■ Exercise objective
Every word of every entry must be retyped exactly.

The records Block Start

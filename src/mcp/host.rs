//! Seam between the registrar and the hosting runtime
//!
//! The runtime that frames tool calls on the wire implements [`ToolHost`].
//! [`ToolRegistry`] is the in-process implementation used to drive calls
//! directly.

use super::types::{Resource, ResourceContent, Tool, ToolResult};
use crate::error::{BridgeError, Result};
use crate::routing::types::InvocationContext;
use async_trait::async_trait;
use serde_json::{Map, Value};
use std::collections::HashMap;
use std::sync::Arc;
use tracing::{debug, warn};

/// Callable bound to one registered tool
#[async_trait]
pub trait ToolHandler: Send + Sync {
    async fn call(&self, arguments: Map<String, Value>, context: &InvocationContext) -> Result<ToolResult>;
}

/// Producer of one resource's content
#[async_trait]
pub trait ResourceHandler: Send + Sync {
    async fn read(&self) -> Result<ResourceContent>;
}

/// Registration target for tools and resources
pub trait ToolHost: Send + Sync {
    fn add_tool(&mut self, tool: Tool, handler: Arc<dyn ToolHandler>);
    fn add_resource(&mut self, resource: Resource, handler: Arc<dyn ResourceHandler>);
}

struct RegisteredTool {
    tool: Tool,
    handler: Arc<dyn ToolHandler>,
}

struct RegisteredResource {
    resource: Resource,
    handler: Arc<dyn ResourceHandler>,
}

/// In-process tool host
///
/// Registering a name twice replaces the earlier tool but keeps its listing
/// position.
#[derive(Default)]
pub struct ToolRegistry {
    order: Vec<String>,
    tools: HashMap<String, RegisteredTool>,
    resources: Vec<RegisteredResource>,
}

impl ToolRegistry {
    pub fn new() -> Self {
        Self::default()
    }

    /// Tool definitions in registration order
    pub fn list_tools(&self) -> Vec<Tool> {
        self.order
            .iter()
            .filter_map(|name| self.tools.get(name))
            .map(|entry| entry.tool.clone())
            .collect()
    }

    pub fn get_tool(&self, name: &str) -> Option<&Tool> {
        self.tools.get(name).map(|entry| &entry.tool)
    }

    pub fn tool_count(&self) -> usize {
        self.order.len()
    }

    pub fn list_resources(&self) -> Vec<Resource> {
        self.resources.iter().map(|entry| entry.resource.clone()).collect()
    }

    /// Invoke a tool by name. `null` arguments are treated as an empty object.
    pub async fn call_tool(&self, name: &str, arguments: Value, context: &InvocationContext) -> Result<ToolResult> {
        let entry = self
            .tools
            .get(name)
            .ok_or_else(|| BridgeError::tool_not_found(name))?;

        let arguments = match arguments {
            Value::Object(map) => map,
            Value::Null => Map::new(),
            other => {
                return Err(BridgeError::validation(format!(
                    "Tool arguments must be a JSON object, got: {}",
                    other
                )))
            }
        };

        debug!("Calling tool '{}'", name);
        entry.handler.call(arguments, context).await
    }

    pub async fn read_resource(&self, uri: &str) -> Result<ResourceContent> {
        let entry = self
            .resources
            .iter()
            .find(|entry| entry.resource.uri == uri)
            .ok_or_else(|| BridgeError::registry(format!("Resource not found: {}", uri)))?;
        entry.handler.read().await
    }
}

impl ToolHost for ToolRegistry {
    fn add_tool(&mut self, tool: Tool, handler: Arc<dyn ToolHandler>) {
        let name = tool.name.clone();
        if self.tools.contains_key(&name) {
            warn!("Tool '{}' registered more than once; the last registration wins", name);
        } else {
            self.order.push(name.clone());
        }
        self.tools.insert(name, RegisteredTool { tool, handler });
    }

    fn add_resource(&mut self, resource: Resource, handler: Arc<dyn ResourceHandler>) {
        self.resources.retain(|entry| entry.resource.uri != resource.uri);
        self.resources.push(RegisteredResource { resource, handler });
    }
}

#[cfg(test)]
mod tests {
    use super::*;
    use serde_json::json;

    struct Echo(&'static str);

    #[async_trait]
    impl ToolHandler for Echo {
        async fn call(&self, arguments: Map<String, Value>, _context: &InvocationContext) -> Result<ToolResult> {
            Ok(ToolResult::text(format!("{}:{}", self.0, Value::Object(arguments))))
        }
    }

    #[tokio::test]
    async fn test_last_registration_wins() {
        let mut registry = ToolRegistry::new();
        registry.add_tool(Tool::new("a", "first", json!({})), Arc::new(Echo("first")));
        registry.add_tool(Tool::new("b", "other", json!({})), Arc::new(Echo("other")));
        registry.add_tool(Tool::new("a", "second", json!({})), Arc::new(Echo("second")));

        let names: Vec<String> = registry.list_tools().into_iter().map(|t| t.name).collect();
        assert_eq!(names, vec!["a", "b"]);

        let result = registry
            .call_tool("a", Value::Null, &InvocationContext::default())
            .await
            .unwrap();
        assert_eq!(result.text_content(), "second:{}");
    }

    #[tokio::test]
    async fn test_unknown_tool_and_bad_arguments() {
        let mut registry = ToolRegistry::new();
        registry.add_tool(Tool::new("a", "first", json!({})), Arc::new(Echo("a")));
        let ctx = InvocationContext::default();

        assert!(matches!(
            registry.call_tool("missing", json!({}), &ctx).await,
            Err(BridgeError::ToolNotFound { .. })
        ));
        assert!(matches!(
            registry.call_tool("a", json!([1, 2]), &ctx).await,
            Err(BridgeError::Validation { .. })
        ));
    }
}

The records Block End

■ Response
filename src/mcp/host.rs
//! Seam between the registrar and the hosting runtime
//!
//! The runtime that frames tool calls on the wire implements [`ToolHost`].
//! [`ToolRegistry`] is the in-process implementation used to drive calls
//! directly.

use super::types::{Resource, ResourceContent, Tool, ToolResult};
use crate::error::{BridgeError, Result};
use crate::routing::types::InvocationContext;
use async_trait::async_trait;
use serde_json::{Map, Value};
use std::collections::HashMap;
use std::sync::Arc;
use tracing::{debug, warn};

/// Callable bound to one registered tool
#[async_trait]
pub trait ToolHandler: Send + Sync {
    async fn call(&self, arguments: Map<String, Value>, context: &InvocationContext) -> Result<ToolResult>;
}

/// Producer of one resource's content
#[async_trait]
pub trait ResourceHandler: Send + Sync {
    async fn read(&self) -> Result<ResourceContent>;
}

/// Registration target for tools and resources
pub trait ToolHost: Send + Sync {
    fn add_tool(&mut self, tool: Tool, handler: Arc<dyn ToolHandler>);
    fn add_resource(&mut self, resource: Resource, handler: Arc<dyn ResourceHandler>);
}

struct RegisteredTool {
    tool: Tool,
    handler: Arc<dyn ToolHandler>,
}

struct RegisteredResource {
    resource: Resource,
    handler: Arc<dyn ResourceHandler>,
}

/// In-process tool host
///
/// Registering a name twice replaces the earlier tool but keeps its listing
/// position.
#[derive(Default)]
pub struct ToolRegistry {
    order: Vec<String>,
    tools: HashMap<String, RegisteredTool>,
    resources: Vec<RegisteredResource>,
}

impl ToolRegistry {
    pub fn new() -> Self {
        Self::default()
    }

    /// Tool definitions in registration order
    pub fn list_tools(&self) -> Vec<Tool> {
        self.order
            .iter()
            .filter_map(|name| self.tools.get(name))
            .map(|entry| entry.tool.clone())
            .collect()
    }

    pub fn get_tool(&self, name: &str) -> Option<&Tool> {
        self.tools.get(name).map(|entry| &entry.tool)
    }

    pub fn tool_count(&self) -> usize {
        self.order.len()
    }

    pub fn list_resources(&self) -> Vec<Resource> {
        self.resources.iter().map(|entry| entry.resource.clone()).collect()
    }

    /// Invoke a tool by name. `null` arguments are treated as an empty object.
    pub async fn call_tool(&self, name: &str, arguments: Value, context: &InvocationContext) -> Result<ToolResult> {
        let entry = self
            .tools
            .get(name)
            .ok_or_else(|| BridgeError::tool_not_found(name))?;

        let arguments = match arguments {
            Value::Object(map) => map,
            Value::Null => Map::new(),
            other => {
                return Err(BridgeError::validation(format!(
                    "Tool arguments must be a JSON object, got: {}",
                    other
                )))
            }
        };

        debug!("Calling tool '{}'", name);
        entry.handler.call(arguments, context).await
    }

    pub async fn read_resource(&self, uri: &str) -> Result<ResourceContent> {
        let entry = self
            .resources
            .iter()
            .find(|entry| entry.resource.uri == uri)
            .ok_or_else(|| BridgeError::registry(format!("Resource not found: {}", uri)))?;
        entry.handler.read().await
    }
}

impl ToolHost for ToolRegistry {
    fn add_tool(&mut self, tool: Tool, handler: Arc<dyn ToolHandler>) {
        let name = tool.name.clone();
        if self.tools.contains_key(&name) {
            warn!("Tool '{}' registered more than once; the last registration wins", name);
        } else {
            self.order.push(name.clone());
        }
        self.tools.insert(name, RegisteredTool { tool, handler });
    }

    fn add_resource(&mut self, resource: Resource, handler: Arc<dyn ResourceHandler>) {
        self.resources.retain(|entry| entry.resource.uri != resource.uri);
        self.resources.push(RegisteredResource { resource, handler });
    }
}

#[cfg(test)]
mod tests {
    use super::*;
    use serde_json::json;

    struct Echo(&'static str);

    #[async_trait]
    impl ToolHandler for Echo {
        async fn call(&self, arguments: Map<String, Value>, _context: &InvocationContext) -> Result<ToolResult> {
            Ok(ToolResult::text(format!("{}:{}", self.0, Value::Object(arguments))))
        }
    }

    #[tokio::test]
    async fn test_last_registration_wins() {
        let mut registry = ToolRegistry::new();
        registry.add_tool(Tool::new("a", "first", json!({})), Arc::new(Echo("first")));
        registry.add_tool(Tool::new("b", "other", json!({})), Arc::new(Echo("other")));
        registry.add_tool(Tool::new("a", "second", json!({})), Arc::new(Echo("second")));

        let names: Vec<String> = registry.list_tools().into_iter().map(|t| t.name).collect();
        assert_eq!(names, vec!["a", "b"]);

        let result = registry
            .call_tool("a", Value::Null, &InvocationContext::default())
            .await
            .unwrap();
        assert_eq!(result.text_content(), "second:{}");
    }

    #[tokio::test]
    async fn test_unknown_tool_and_bad_arguments() {
        let mut registry = ToolRegistry::new();
        registry.add_tool(Tool::new("a", "first", json!({})), Arc::new(Echo("a")));
        let ctx = InvocationContext::default();

        assert!(matches!(
            registry.call_tool("missing", json!({}), &ctx).await,
            Err(BridgeError::ToolNotFound { .. })
        ));
        assert!(matches!(
            registry.call_tool("a", json!([1, 2]), &ctx).await,
            Err(BridgeError::Validation { .. })
        ));
    }
}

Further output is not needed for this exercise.